Project Hail Mary review wave hits: Critics spotlight Ryan Gosling and breakout “Rocky”
project hail mary is landing with critics as official reviews dropped this morning, sharpening the conversation ahead of the film’s theatrical release on March 20. The movie is a new sci-fi blockbuster led by Ryan Gosling as a solo astronaut on a mission tied to saving humanity, directed by Phil Lord and Christopher Miller. Early reaction points to a bright, brain-forward space story that leans into humor and heart while keeping its science in play.
Project Hail Mary reactions: A shiny, brainy space epic—built around one stranded mission
At its center, project hail mary follows Gosling as Ryland Grace, first seen waking up aboard a vast spaceship racing toward a distant star, with the only two other crewmembers dead. After years in an induced coma that fogs his memory, Grace gradually recalls he is a biologist recruited by a dry-witted figure played by Sandra Hüller for the titular project. The stakes are existential: alien microbes known as “Astrophages” are described as gobbling up the sun’s radiation, meaning Earth will soon be too cold to support life.
Grace’s job is to learn why one particular star is unaffected by the Astrophages, and to send the secret back home—even though the ship is described as lacking enough fuel to return. The film is more than two-and-a-half hours long, yet it’s been characterized as “zippily entertaining, ” with Lord and Miller steering the tone toward perkiness associated with their earlier work. The result is presented as surprisingly shiny and fun despite the extinction-level premise, helped by Gosling leaning into goofball charm.
Inside the buddy dynamic with “Rocky, ” the puppet-and-digital breakout
Critic attention is also clustering around the film’s unexpected co-lead: a crab-like alien made of lumps of stone, described as a puppet with some digital tweaking.

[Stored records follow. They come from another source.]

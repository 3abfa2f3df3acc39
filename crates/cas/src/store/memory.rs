//! Map-backed blob store

use super::{BlobReader, BlobStore, BlobWriter};
use crate::error::{Error, Result};
use async_trait::async_trait;
use std::collections::HashMap;
use std::sync::atomic::{AtomicBool, AtomicUsize, Ordering};
use tokio::io::{AsyncReadExt, AsyncWriteExt};
use tokio::sync::RwLock;

/// Counts of store calls, used to verify which paths touch the store
#[derive(Debug, Default, Clone, Copy, PartialEq, Eq)]
pub struct StoreStats {
    /// Number of `put` calls
    pub puts: usize,
    /// Number of `get` calls
    pub gets: usize,
    /// Number of `contains_key` calls
    pub contains: usize,
}

/// Blob store held entirely in process memory
#[derive(Debug, Default)]
pub struct InMemoryBlobStore {
    blobs: RwLock<HashMap<String, Vec<u8>>>,
    puts: AtomicUsize,
    gets: AtomicUsize,
    contains: AtomicUsize,
    closed: AtomicBool,
}

impl InMemoryBlobStore {
    /// Create an empty store
    #[must_use]
    pub fn new() -> Self {
        Self::default()
    }

    /// Number of stored blobs
    pub async fn len(&self) -> usize {
        self.blobs.read().await.len()
    }

    /// Whether the store holds no blobs
    pub async fn is_empty(&self) -> bool {
        self.blobs.read().await.is_empty()
    }

    /// Store bytes under an arbitrary key, bypassing content addressing
    pub async fn insert_raw(&self, key: impl Into<String>, data: Vec<u8>) {
        self.blobs.write().await.insert(key.into(), data);
    }

    /// Remove a blob, returning its bytes
    pub async fn remove(&self, key: &str) -> Option<Vec<u8>> {
        self.blobs.write().await.remove(key)
    }

    /// Call counts since creation
    #[must_use]
    pub fn stats(&self) -> StoreStats {
        StoreStats {
            puts: self.puts.load(Ordering::SeqCst),
            gets: self.gets.load(Ordering::SeqCst),
            contains: self.contains.load(Ordering::SeqCst),
        }
    }

    /// Whether `close` has been called
    #[must_use]
    pub fn is_closed(&self) -> bool {
        self.closed.load(Ordering::SeqCst)
    }

    fn ensure_open(&self, operation: &str) -> Result<()> {
        if self.is_closed() {
            return Err(Error::store(operation, "store is closed"));
        }
        Ok(())
    }
}

#[async_trait]
impl BlobStore for InMemoryBlobStore {
    async fn put(&self, key: &str, data: BlobReader<'_>) -> Result<()> {
        self.puts.fetch_add(1, Ordering::SeqCst);
        self.ensure_open("put")?;

        let mut buf = Vec::new();
        data.read_to_end(&mut buf)
            .await
            .map_err(|e| Error::io_no_path(e, "read blob for put"))?;
        self.blobs.write().await.insert(key.to_string(), buf);
        Ok(())
    }

    async fn get(&self, key: &str, out: BlobWriter<'_>) -> Result<bool> {
        self.gets.fetch_add(1, Ordering::SeqCst);
        self.ensure_open("get")?;

        // Copy out under the lock, write without it.
        let Some(data) = self.blobs.read().await.get(key).cloned() else {
            return Ok(false);
        };
        out.write_all(&data)
            .await
            .map_err(|e| Error::io_no_path(e, "write blob from get"))?;
        Ok(true)
    }

    async fn contains_key(&self, key: &str) -> Result<bool> {
        self.contains.fetch_add(1, Ordering::SeqCst);
        self.ensure_open("contains_key")?;
        Ok(self.blobs.read().await.contains_key(key))
    }

    async fn close(&self) -> Result<()> {
        self.closed.store(true, Ordering::SeqCst);
        Ok(())
    }
}

#[cfg(test)]
mod tests {
    use super::*;

    #[tokio::test]
    async fn test_put_get() {
        let store = InMemoryBlobStore::new();
        let mut data: &[u8] = b"hello";
        store.put("k", &mut data).await.unwrap();

        let mut out = Vec::new();
        assert!(store.get("k", &mut out).await.unwrap());
        assert_eq!(out, b"hello");
        assert!(store.contains_key("k").await.unwrap());
    }

    #[tokio::test]
    async fn test_get_missing() {
        let store = InMemoryBlobStore::new();
        let mut out = Vec::new();
        assert!(!store.get("missing", &mut out).await.unwrap());
        assert!(out.is_empty());
        assert_eq!(store.stats().gets, 1);
    }

    #[tokio::test]
    async fn test_closed_store_rejects_calls() {
        let store = InMemoryBlobStore::new();
        store.close().await.unwrap();
        store.close().await.unwrap();
        assert!(store.contains_key("k").await.is_err());
    }
}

The alien, nicknamed “Rocky” by Grace, is revealed as the lone living occupant of another spacecraft on the same mission from a different planet. In the story, Rocky builds a corridor between the ships, and Grace learns to communicate through a computer that translates Rocky’s R2D2-ish burbles into English.
James Ortiz is named as the main puppeteer providing Rocky’s chirpy voice, and the character is already being framed as a breakout. In one prominent critical take, David Rooney, a critic, calls the film a “soaring interplanetary buddy movie, ” praising Phil Lord and Christopher Miller for buoyant humor and heartfelt emotion. Rooney also highlights an emphasis on practical solutions and physical sets, pointing to in-camera effects as a major factor in the immersive feel.
Not all critics align—some praise the heart, others note a lighter, “unserious” streak
Not every appraisal lands in the same place. Peter Bradshaw, a critic, describes the film as charming but unserious, saying Gosling “keeps it watchable” while noting moments of dullness and “puppyish silliness, ” which he links to the directors’ comedy track record. That contrast reflects a broader split in what reviewers seem to want from big sci-fi: awe-heavy gravity versus something breezier that treats a high-stakes mission with an upbeat rhythm.
One review frames the movie as an upbeat buddy comedy, noting that Grace has no family and no romantic attachments—reducing the sense of personal sacrifice some space epics emphasize. The same assessment suggests Grace appears laidback and not visibly angst-ridden by the suicidal nature of his mission, and not particularly awestruck by contact with an extra-terrestrial.
What’s next as project hail mary heads toward theaters
With official reviews now out and the release set for March 20, attention is likely to intensify around the film’s tone—whether audiences embrace a bright, comedic sci-fi approach alongside the end-of-the-world stakes. For now, the early storyline dominating the conversation is clear: project hail mary pairs a lone scientist’s problem-solving in deep space with an unlikely interplanetary partnership, and critics are already debating whether that breezy energy is the movie’s signature strength.